Task goal | Which lines of the entries contain the string "insert"? Copy each of them.

Data shown |
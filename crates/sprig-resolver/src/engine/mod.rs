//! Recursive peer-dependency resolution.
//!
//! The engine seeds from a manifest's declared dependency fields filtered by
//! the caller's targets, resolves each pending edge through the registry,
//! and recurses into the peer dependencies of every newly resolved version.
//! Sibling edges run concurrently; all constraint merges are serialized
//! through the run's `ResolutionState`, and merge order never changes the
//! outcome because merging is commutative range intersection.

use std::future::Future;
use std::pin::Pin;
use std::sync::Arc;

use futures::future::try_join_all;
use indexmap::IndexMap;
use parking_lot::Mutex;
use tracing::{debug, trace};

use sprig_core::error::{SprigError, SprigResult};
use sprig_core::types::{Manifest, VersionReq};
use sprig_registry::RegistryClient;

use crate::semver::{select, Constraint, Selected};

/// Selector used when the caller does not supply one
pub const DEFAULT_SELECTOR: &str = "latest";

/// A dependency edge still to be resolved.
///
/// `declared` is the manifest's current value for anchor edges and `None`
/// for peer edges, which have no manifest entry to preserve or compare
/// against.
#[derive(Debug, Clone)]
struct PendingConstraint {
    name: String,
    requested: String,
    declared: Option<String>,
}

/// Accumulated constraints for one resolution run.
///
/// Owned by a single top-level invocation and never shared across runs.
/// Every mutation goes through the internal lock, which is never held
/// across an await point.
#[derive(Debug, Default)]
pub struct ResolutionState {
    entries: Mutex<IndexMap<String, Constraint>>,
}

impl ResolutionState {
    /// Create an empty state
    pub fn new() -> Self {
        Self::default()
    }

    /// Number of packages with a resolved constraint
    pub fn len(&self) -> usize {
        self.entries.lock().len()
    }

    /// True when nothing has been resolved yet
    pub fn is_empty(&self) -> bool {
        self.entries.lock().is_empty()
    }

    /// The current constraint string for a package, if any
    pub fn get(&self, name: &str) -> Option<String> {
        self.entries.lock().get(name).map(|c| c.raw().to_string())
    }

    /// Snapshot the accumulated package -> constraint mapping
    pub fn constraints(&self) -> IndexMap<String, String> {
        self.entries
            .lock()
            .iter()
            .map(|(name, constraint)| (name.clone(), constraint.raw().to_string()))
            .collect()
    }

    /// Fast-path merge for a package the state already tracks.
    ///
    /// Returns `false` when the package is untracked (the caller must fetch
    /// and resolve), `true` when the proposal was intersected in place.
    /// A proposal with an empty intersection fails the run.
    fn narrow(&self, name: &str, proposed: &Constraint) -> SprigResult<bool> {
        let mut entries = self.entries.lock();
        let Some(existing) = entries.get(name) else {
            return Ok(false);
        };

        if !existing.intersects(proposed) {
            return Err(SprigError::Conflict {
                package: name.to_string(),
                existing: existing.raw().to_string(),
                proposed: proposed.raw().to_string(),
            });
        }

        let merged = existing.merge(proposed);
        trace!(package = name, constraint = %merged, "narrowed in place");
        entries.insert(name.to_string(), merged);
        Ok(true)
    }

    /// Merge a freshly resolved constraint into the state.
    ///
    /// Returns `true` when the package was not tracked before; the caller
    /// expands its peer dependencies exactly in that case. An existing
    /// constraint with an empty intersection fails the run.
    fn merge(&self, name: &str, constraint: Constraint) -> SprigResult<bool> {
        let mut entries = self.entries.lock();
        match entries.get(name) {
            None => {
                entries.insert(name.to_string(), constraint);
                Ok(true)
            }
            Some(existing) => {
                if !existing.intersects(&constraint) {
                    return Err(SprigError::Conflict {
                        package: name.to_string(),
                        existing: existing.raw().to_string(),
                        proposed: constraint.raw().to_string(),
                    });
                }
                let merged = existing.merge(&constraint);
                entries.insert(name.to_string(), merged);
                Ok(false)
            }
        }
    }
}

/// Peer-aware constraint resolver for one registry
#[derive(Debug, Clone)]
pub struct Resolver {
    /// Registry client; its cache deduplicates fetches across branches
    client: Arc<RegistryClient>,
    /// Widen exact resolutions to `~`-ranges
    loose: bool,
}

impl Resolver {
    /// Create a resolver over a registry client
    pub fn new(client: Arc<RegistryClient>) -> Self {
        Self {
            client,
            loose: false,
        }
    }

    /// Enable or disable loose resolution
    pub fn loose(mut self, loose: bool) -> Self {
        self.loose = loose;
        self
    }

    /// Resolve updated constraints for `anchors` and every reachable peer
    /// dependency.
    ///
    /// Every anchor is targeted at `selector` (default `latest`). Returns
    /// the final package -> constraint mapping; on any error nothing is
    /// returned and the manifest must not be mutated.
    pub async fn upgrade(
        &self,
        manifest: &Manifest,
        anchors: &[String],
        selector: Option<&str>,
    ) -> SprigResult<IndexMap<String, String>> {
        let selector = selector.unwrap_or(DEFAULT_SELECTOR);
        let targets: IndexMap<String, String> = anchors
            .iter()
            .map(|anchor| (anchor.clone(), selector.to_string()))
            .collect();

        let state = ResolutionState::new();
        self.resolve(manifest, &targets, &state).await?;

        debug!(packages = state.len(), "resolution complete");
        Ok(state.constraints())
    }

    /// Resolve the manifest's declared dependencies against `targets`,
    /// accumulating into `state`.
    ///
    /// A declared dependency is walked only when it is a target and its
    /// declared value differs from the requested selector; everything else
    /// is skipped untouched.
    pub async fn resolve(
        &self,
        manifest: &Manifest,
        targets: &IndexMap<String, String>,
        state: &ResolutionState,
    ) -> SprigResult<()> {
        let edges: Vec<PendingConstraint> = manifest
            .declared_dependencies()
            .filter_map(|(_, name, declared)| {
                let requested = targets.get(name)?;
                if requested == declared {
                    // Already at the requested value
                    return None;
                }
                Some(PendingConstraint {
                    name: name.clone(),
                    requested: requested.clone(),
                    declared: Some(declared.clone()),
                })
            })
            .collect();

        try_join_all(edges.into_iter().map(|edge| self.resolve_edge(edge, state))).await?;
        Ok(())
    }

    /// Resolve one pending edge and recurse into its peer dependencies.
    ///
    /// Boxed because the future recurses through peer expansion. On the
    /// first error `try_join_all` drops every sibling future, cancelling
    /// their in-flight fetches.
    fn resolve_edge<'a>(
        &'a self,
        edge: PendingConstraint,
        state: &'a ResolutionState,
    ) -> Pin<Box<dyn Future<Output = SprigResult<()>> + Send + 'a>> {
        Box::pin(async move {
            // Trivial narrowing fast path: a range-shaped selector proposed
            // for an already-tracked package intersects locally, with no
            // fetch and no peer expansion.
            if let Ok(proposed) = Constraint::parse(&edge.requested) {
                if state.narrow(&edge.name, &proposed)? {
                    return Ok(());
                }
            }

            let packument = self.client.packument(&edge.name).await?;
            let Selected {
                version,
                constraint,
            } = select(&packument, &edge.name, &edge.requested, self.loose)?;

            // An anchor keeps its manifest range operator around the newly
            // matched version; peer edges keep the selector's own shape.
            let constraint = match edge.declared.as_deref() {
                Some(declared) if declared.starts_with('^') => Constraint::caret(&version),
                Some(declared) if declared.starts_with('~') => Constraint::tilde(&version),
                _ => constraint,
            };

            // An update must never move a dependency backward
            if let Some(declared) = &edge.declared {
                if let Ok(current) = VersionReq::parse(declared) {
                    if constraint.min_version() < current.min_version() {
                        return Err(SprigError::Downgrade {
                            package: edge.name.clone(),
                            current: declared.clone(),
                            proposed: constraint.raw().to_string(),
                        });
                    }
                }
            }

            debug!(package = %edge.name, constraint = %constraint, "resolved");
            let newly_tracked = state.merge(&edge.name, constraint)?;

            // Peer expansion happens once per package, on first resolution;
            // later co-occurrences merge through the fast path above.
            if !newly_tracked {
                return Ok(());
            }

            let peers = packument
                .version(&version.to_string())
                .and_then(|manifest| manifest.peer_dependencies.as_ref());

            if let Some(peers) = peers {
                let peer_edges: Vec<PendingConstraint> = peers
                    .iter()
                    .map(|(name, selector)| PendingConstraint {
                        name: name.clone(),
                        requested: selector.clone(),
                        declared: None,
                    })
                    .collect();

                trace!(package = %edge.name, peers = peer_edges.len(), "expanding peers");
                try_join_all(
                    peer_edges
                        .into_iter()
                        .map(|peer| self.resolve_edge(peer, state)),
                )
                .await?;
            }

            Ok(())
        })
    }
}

...

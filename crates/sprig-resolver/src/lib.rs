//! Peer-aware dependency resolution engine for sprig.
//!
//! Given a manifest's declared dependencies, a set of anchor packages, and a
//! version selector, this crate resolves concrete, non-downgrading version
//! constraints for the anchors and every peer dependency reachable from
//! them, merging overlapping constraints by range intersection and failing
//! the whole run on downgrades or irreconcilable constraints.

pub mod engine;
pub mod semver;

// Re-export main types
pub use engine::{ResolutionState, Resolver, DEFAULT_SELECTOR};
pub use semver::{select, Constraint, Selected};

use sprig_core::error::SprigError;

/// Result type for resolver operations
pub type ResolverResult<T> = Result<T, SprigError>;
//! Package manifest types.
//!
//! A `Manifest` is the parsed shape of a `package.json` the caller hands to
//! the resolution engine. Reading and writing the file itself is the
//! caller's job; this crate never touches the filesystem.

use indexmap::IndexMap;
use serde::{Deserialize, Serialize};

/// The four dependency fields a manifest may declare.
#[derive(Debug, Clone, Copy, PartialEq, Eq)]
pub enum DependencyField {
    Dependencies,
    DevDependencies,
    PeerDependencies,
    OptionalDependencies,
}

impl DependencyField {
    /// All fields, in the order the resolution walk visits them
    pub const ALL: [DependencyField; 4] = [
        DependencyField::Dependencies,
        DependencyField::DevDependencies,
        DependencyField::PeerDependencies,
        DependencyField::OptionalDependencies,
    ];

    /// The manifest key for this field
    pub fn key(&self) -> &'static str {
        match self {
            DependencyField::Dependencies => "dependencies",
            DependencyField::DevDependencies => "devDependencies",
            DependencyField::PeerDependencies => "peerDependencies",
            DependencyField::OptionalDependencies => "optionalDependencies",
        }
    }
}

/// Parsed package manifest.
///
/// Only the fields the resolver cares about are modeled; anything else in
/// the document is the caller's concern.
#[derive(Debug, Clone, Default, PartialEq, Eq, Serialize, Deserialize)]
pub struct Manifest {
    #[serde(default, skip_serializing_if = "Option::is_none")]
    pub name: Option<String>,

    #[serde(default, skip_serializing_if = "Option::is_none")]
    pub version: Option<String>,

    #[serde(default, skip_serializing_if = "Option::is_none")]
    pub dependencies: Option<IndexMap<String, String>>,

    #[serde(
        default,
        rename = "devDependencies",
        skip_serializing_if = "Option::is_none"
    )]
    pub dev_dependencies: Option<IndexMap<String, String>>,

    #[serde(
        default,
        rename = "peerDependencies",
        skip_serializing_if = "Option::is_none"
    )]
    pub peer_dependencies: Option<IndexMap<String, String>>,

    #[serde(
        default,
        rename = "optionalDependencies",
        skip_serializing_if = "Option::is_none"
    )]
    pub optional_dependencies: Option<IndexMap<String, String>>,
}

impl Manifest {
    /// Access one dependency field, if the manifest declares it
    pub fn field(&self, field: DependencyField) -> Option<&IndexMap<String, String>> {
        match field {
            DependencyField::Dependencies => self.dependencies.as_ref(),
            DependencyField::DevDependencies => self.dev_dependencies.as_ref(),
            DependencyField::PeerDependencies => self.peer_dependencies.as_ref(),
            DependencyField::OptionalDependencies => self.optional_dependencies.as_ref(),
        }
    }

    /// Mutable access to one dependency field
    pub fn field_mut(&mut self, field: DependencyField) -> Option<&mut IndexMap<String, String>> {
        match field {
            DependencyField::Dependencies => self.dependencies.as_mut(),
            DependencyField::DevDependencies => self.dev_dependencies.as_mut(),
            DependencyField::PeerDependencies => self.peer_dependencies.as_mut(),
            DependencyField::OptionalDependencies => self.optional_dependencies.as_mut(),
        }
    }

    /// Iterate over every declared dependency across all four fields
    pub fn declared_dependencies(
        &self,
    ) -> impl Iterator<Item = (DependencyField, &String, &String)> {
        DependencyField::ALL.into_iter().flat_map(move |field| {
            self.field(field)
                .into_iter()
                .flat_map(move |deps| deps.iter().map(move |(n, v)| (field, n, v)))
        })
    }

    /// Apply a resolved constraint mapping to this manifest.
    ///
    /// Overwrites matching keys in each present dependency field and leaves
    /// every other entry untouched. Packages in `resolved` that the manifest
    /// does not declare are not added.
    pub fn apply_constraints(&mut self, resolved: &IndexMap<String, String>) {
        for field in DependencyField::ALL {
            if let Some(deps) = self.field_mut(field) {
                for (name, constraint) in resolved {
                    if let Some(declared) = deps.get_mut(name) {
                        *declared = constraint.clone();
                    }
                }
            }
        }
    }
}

Solved exercise |
        entries.insert(name.to_string(), merged);
                entries.insert(name.to_string(), constraint);
                entries.insert(name.to_string(), merged);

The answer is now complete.